Ensuite, il y a la vraie peur physique. La peur de la violence de l'extrême droite a permis de se déchaîner au nom de Netanyahu.

Le 29 juillet, Shai Sekler, 27 ans, un manifestant d'origine russe, a été violemment battu par des partisans d'extrême droite vers la fin d'une manifestation à Tel Aviv.

Traduction: Des manifestants ont été attaqués ici. Shai a été attaqué par des membres de La Familia, qui lui ont pulvérisé du gaz poivré et lui ont cassé une bouteille en verre sur la tête. Il y a encore quelques blessés ici.

Une photo de lui complètement couverte de sang a été méticuleusement analysée par des pairs russophones affiliés au Likud, qui ont prétendu que c'était un faux. Mais la mère de Sekler a répondu en russe: «Voici mon fils. Ses blessures sont réelles.

Alexander Osovcov, 64 ans, était un militant anti-Poutine de longue date à Moscou.
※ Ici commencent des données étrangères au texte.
use crate::error::MutasiError;
use crate::layout::columns::{ColumnBoundaries, ColumnLandmarks};
use serde::{Deserialize, Serialize};
use std::path::Path;

const BCA_TEMPLATE_JSON: &str = include_str!("../../../templates/bca.json");

/// Available predefined templates.
pub const PRESETS: &[&str] = &["bca"];

/// Layout description of one bank's statement table.
///
/// Holds every literal the reconstruction looks for (landmarks, markers,
/// prefixes) together with the canonical text emitted for fixed lines.
#[derive(Debug, Clone, Serialize, Deserialize)]
pub struct StatementTemplate {
    pub name: String,
    #[serde(default, skip_serializing_if = "Option::is_none")]
    pub description: Option<String>,
    /// Fallback column thresholds, used until a header row yields real ones.
    pub default_boundaries: ColumnBoundaries,
    /// Height of a row bucket in points.
    #[serde(default = "default_row_tolerance")]
    pub row_tolerance: f64,
    pub sentinel: SentinelDef,
    pub landmarks: ColumnLandmarks,
    pub page_break: PageBreakDef,
    pub summary_prefixes: Vec<String>,
    pub header_markers: Vec<String>,
    pub direction_markers: Vec<String>,
}

/// Column-header row recognition.
#[derive(Debug, Clone, Serialize, Deserialize)]
pub struct SentinelDef {
    /// Tokens that must all appear (exact match) for a row to be the header.
    pub tokens: Vec<String>,
    /// Canonical text emitted in place of the header row.
    pub text: String,
}

#[derive(Debug, Clone, Serialize, Deserialize)]
pub struct PageBreakDef {
    /// Substring identifying the "continued on next page" footer.
    pub marker: String,
    pub text: String,
}

fn default_row_tolerance() -> f64 {
    2.0
}

impl StatementTemplate {
    pub fn is_summary(&self, text: &str) -> bool {
        self.summary_prefixes
            .iter()
            .any(|p| text.starts_with(p.as_str()))
    }

    pub fn is_header_info(&self, text: &str) -> bool {
        self.header_markers
            .iter()
            .any(|m| text.contains(m.as_str()))
    }

    pub fn is_page_break(&self, text: &str) -> bool {
        text.contains(self.page_break.marker.as_str())
    }

    pub fn is_direction_marker(&self, token: &str) -> bool {
        self.direction_markers.iter().any(|d| d == token)
    }
}

/// Load a predefined template by name.
pub fn load_preset(name: &str) -> Result<StatementTemplate, MutasiError> {
    match name {
        "bca" => {
            let template: StatementTemplate = serde_json::from_str(BCA_TEMPLATE_JSON)?;
            Ok(template)
        }
        _ => Err(MutasiError::TemplateInvalid(format!(
            "unknown preset '{}'. Available: {}",
            name,
            PRESETS.join(", ")
        ))),
    }
}

/// Load a template from a JSON file.
pub fn load_template(path: &Path) -> Result<StatementTemplate, MutasiError> {
    let content = std::fs::read_to_string(path).map_err(|e| MutasiError::TemplateLoad {
        path: path.to_path_buf(),
        reason: e.to_string(),
    })?;
    parse_template(&content, path)
}

/// Parse a template from a JSON string.
pub fn parse_template(json: &str, source: &Path) -> Result<StatementTemplate, MutasiError> {
    let template: StatementTemplate =
        serde_json::from_str(json).map_err(|e| MutasiError::TemplateLoad {
            path: source.to_path_buf(),
            reason: e.to_string(),
        })?;
    validate_template(&template)?;
    Ok(template)
}

/// Validate that a template is well-formed.
pub fn validate_template(template: &StatementTemplate) -> Result<(), MutasiError> {
    if template.name.trim().is_empty() {
        return Err(MutasiError::TemplateInvalid("name must not be empty".into()));
    }

    let b = &template.default_boundaries;
    if !(b.date_max < b.mutasi_min && b.mutasi_min < b.saldo_min) {
        return Err(MutasiError::TemplateInvalid(format!(
            "default boundaries must be increasing, got ({}, {}, {})",
            b.date_max, b.mutasi_min, b.saldo_min
        )));
    }

    if template.row_tolerance.is_nan() || template.row_tolerance <= 0.0 {
        return Err(MutasiError::TemplateInvalid(format!(
            "row_tolerance must be positive, got {}",
            template.row_tolerance
        )));
    }

    if template.sentinel.tokens.is_empty() {
        return Err(MutasiError::TemplateInvalid("sentinel tokens must not be empty".into()));
    }

    let required = [
        ("sentinel.text", &template.sentinel.text),
        ("landmarks.description", &template.landmarks.description),
        ("landmarks.amount", &template.landmarks.amount),
        ("landmarks.balance", &template.landmarks.balance),
        ("page_break.marker", &template.page_break.marker),
        ("page_break.text", &template.page_break.text),
    ];
    for (field, value) in required {
        if value.trim().is_empty() {
            return Err(MutasiError::TemplateInvalid(format!("{field} must not be empty")));
        }
    }

    let lists = [
        ("summary_prefixes", &template.summary_prefixes),
        ("header_markers", &template.header_markers),
        ("direction_markers", &template.direction_markers),
    ];
    for (field, values) in lists {
        if values.iter().any(|v| v.trim().is_empty()) {
            return Err(MutasiError::TemplateInvalid(format!(
                "{field} must not contain empty entries"
            )));
        }
    }

    Ok(())
}
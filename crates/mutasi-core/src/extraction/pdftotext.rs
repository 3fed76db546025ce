use crate::error::MutasiError;
use crate::extraction::{PageWords, Word, WordExtractor};
use quick_xml::events::{BytesStart, Event};
use quick_xml::Reader;
use std::io::Write;
use std::process::Command;

/// PDF extraction backend using pdftotext (from poppler-utils).
///
/// Uses `pdftotext -bbox`, which emits one `<word>` element per word with its
/// bounding box, grouped into `<page>` elements.
pub struct PdftotextExtractor;

impl PdftotextExtractor {
    pub fn new() -> Self {
        PdftotextExtractor
    }

    /// Check if pdftotext is available on the system.
    pub fn is_available() -> bool {
        Command::new("pdftotext")
            .arg("-v")
            .output()
            .map(|o| o.status.success() || !o.stderr.is_empty())
            .unwrap_or(false)
    }
}

impl Default for PdftotextExtractor {
    fn default() -> Self {
        Self::new()
    }
}

impl WordExtractor for PdftotextExtractor {
    fn extract_pages(&self, pdf_bytes: &[u8]) -> Result<Vec<PageWords>, MutasiError> {
        let mut tmpfile =
            tempfile::NamedTempFile::new().map_err(|e| MutasiError::Extraction(e.to_string()))?;
        tmpfile
            .write_all(pdf_bytes)
            .map_err(|e| MutasiError::Extraction(e.to_string()))?;

        let output = Command::new("pdftotext")
            .arg("-bbox")
            .arg(tmpfile.path())
            .arg("-") // output to stdout
            .output()
            .map_err(|e| {
                if e.kind() == std::io::ErrorKind::NotFound {
                    MutasiError::PdftotextNotFound
                } else {
                    MutasiError::Extraction(format!("pdftotext -bbox failed: {}", e))
                }
            })?;

        if !output.status.success() {
            let code = output.status.code().unwrap_or(-1);
            let stderr = String::from_utf8_lossy(&output.stderr).to_string();
            return Err(MutasiError::PdftotextFailed { code, stderr });
        }

        let xhtml = String::from_utf8_lossy(&output.stdout);
        parse_bbox_words(&xhtml)
    }

    fn backend_name(&self) -> &str {
        "pdftotext"
    }
}

/// Parse the XHTML document produced by `pdftotext -bbox`.
///
/// Pages are numbered from 1 in document order. Every `<page>` yields a
/// `PageWords`, including pages without any words.
fn parse_bbox_words(xhtml: &str) -> Result<Vec<PageWords>, MutasiError> {
    let mut reader = Reader::from_str(xhtml);
    reader.config_mut().trim_text(true);

    let mut pages: Vec<PageWords> = Vec::new();
    let mut current_word: Option<Word> = None;

    loop {
        match reader.read_event() {
            Ok(Event::Start(e)) => match e.name().as_ref() {
                b"page" => pages.push(PageWords {
                    page_number: pages.len() + 1,
                    words: Vec::new(),
                }),
                b"word" => current_word = parse_word_bbox(&e)?,
                _ => {}
            },
            Ok(Event::Empty(e)) if e.name().as_ref() == b"page" => pages.push(PageWords {
                page_number: pages.len() + 1,
                words: Vec::new(),
            }),
            Ok(Event::Text(t)) => {
                if let Some(word) = current_word.as_mut() {
                    let text = t
                        .unescape()
                        .map_err(|e| MutasiError::Extraction(format!("bad word text: {e}")))?;
                    word.text.push_str(&text);
                }
            }
            Ok(Event::End(e)) if e.name().as_ref() == b"word" => {
                if let (Some(mut word), Some(page)) = (current_word.take(), pages.last_mut()) {
                    word.text = word.text.trim().to_string();
                    if !word.text.is_empty() {
                        page.words.push(word);
                    }
                }
            }
            Ok(Event::Eof) => break,
            Err(e) => {
                return Err(MutasiError::Extraction(format!(
                    "malformed pdftotext output at position {}: {}",
                    reader.buffer_position(),
                    e
                )))
            }
            _ => {}
        }
    }

    Ok(pages)
}

fn parse_word_bbox(tag: &BytesStart<'_>) -> Result<Option<Word>, MutasiError> {
    let x0 = parse_attr_f64(tag, b"xMin")?;
    let x1 = parse_attr_f64(tag, b"xMax")?;
    let top = parse_attr_f64(tag, b"yMin")?;
    Ok(match (x0, x1, top) {
        (Some(x0), Some(x1), Some(top)) => Some(Word::new(String::new(), x0, x1, top)),
        _ => None,
    })
}

fn parse_attr_f64(tag: &BytesStart<'_>, name: &[u8]) -> Result<Option<f64>, MutasiError> {
    let attr = tag
        .try_get_attribute(name)
        .map_err(|e| MutasiError::Extraction(format!("bad attribute: {e}")))?;
    Ok(attr.and_then(|a| {
        a.unescape_value()
            .ok()
            .and_then(|v| v.trim().parse::<f64>().ok())
    }))
}

#[cfg(test)]
mod tests {
    use super::*;

    const SAMPLE: &str = r#"<!DOCTYPE html PUBLIC "-//W3C//DTD XHTML 1.0 Transitional//EN" "http://www.w3.org/TR/xhtml1/DTD/xhtml1-transitional.dtd">
<html xmlns="http://www.w3.org/1999/xhtml">
<head>
<title></title>
<meta name="Producer" content="iText"/>
<meta http-equiv="Content-Type" content="text/html; charset=UTF-8"/>
</head>
<body>
<doc>
  <page width="595.000000" height="842.000000">
    <word xMin="10.000000" yMin="120.400000" xMax="40.000000" yMax="128.000000">TANGGAL</word>
    <word xMin="90.000000" yMin="120.400000" xMax="140.000000" yMax="128.000000">KETERANGAN</word>
    <word xMin="95.000000" yMin="140.000000" xMax="120.000000" yMax="148.000000">A&amp;W</word>
  </page>
  <page width="595.000000" height="842.000000">
  </page>
  <page width="595.000000" height="842.000000">
    <word xMin="10.000000" yMin="50.000000" xMax="30.000000" yMax="58.000000">01/02</word>
  </page>
</doc>
</body>
</html>
"#;

    #[test]
    fn test_parse_bbox_words_pages() {
        let pages = parse_bbox_words(SAMPLE).unwrap();
        assert_eq!(pages.len(), 3);
        assert_eq!(pages[0].page_number, 1);
        assert_eq!(pages[0].words.len(), 3);
        assert!(pages[1].words.is_empty());
        assert_eq!(pages[2].page_number, 3);
        assert_eq!(pages[2].words[0].text, "01/02");
    }

    #[test]
    fn test_parse_bbox_words_coordinates() {
        let pages = parse_bbox_words(SAMPLE).unwrap();
        let w = &pages[0].words[1];
        assert_eq!(w.text, "KETERANGAN");
        assert_eq!(w.x0, 90.0);
        assert_eq!(w.x1, 140.0);
        assert_eq!(w.top, 120.4);
    }

    #[test]
    fn test_parse_bbox_words_unescapes_entities() {
        let pages = parse_bbox_words(SAMPLE).unwrap();
        assert_eq!(pages[0].words[2].text, "A&W");
    }

    #[test]
    fn test_parse_bbox_words_empty_document() {
        let pages = parse_bbox_words("<doc></doc>").unwrap();
        assert!(pages.is_empty());
    }
}
use crate::template::StatementTemplate;
use serde::{Deserialize, Serialize};

/// Text of the non-date columns of a table row. Empty strings mean the
/// column had no words.
#[derive(Debug, Clone, Default, PartialEq, Eq, Serialize, Deserialize)]
pub struct RowFields {
    pub description: String,
    pub amount: String,
    pub direction: String,
    pub balance: String,
}

impl RowFields {
    pub fn is_empty(&self) -> bool {
        self.parts().next().is_none()
    }

    /// Non-empty fields in output order.
    pub fn parts(&self) -> impl Iterator<Item = &str> {
        [
            self.description.as_str(),
            self.amount.as_str(),
            self.direction.as_str(),
            self.balance.as_str(),
        ]
        .into_iter()
        .filter(|s| !s.is_empty())
    }
}

/// One reconstructed output line.
#[derive(Debug, Clone, PartialEq, Eq, Serialize, Deserialize)]
#[serde(tag = "kind", rename_all = "snake_case")]
pub enum LineRecord {
    /// Account metadata row from the first page header block, verbatim.
    HeaderInfo { text: String },
    /// Table column-header row.
    Sentinel,
    /// Table row starting with a date.
    Transaction { date: String, fields: RowFields },
    /// Table row without a date, wrapping the previous transaction.
    Continuation { fields: RowFields },
    /// "Continued on next page" footer inside the table.
    PageBreak,
    /// Opening/closing balance and totals footer, verbatim.
    Summary { text: String },
}

/// Variant of a [`LineRecord`] without its payload.
#[derive(Debug, Clone, Copy, PartialEq, Eq)]
pub enum LineKind {
    HeaderInfo,
    Sentinel,
    Transaction,
    Continuation,
    PageBreak,
    Summary,
}

impl LineRecord {
    pub fn kind(&self) -> LineKind {
        match self {
            LineRecord::HeaderInfo { .. } => LineKind::HeaderInfo,
            LineRecord::Sentinel => LineKind::Sentinel,
            LineRecord::Transaction { .. } => LineKind::Transaction,
            LineRecord::Continuation { .. } => LineKind::Continuation,
            LineRecord::PageBreak => LineKind::PageBreak,
            LineRecord::Summary { .. } => LineKind::Summary,
        }
    }

    /// Render the record as one line of the downstream text format.
    pub fn render(&self, template: &StatementTemplate) -> String {
        match self {
            LineRecord::HeaderInfo { text } | LineRecord::Summary { text } => text.clone(),
            LineRecord::Sentinel => template.sentinel.text.clone(),
            LineRecord::PageBreak => template.page_break.text.clone(),
            LineRecord::Transaction { date, fields } => std::iter::once(date.as_str())
                .chain(fields.parts())
                .collect::<Vec<_>>()
                .join(" "),
            LineRecord::Continuation { fields } => fields.parts().collect::<Vec<_>>().join(" "),
        }
    }
}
Malheureusement, il n'a jamais pu assister à des manifestations en Russie, car il était généralement détenu sur le chemin des manifestations et se voyait refuser l'accès à ses injections d'insuline indispensables.

Il a quitté la Russie après avoir été secrètement informé qu'il était trop risqué pour lui de rester. «Certaines des analogies que les gens font sont totalement fausses», dit-il à MEE. «Notre expérience dans l'ex-Union soviétique puis en Russie était celle d'un gouvernement qui mentait constamment au peuple.

«Beaucoup d'entre nous pensaient que ce serait différent en Israël», ajoute-t-il. «Il est décevant de réaliser – encore une fois – que le Premier ministre et tout le gouvernement nous mentent.

Un thème revient sans cesse dans les conversations avec les immigrés de l'ex-Union soviétique: celui d'un peuple traumatisé par l'effondrement de ce qui semblait être un empire puissant, et craignant que sa nouvelle patrie soit si différente de ce à quoi il s'attendait. être.

Ils ne font pas référence au conflit ou à l'occupation, mais soulignent plutôt la faiblesse des systèmes de santé, d'éducation, de protection sociale et démocratique. C'est pourquoi ils sortent dans la rue.

Le slogan de la manifestation dirigée par la Russie dit, en russe: «Il est temps de changer – venez nous rejoindre.» Après des décennies à garder la tête basse, la communauté russe d’Israël veut que sa propre voix unique soit entendue dans la foule.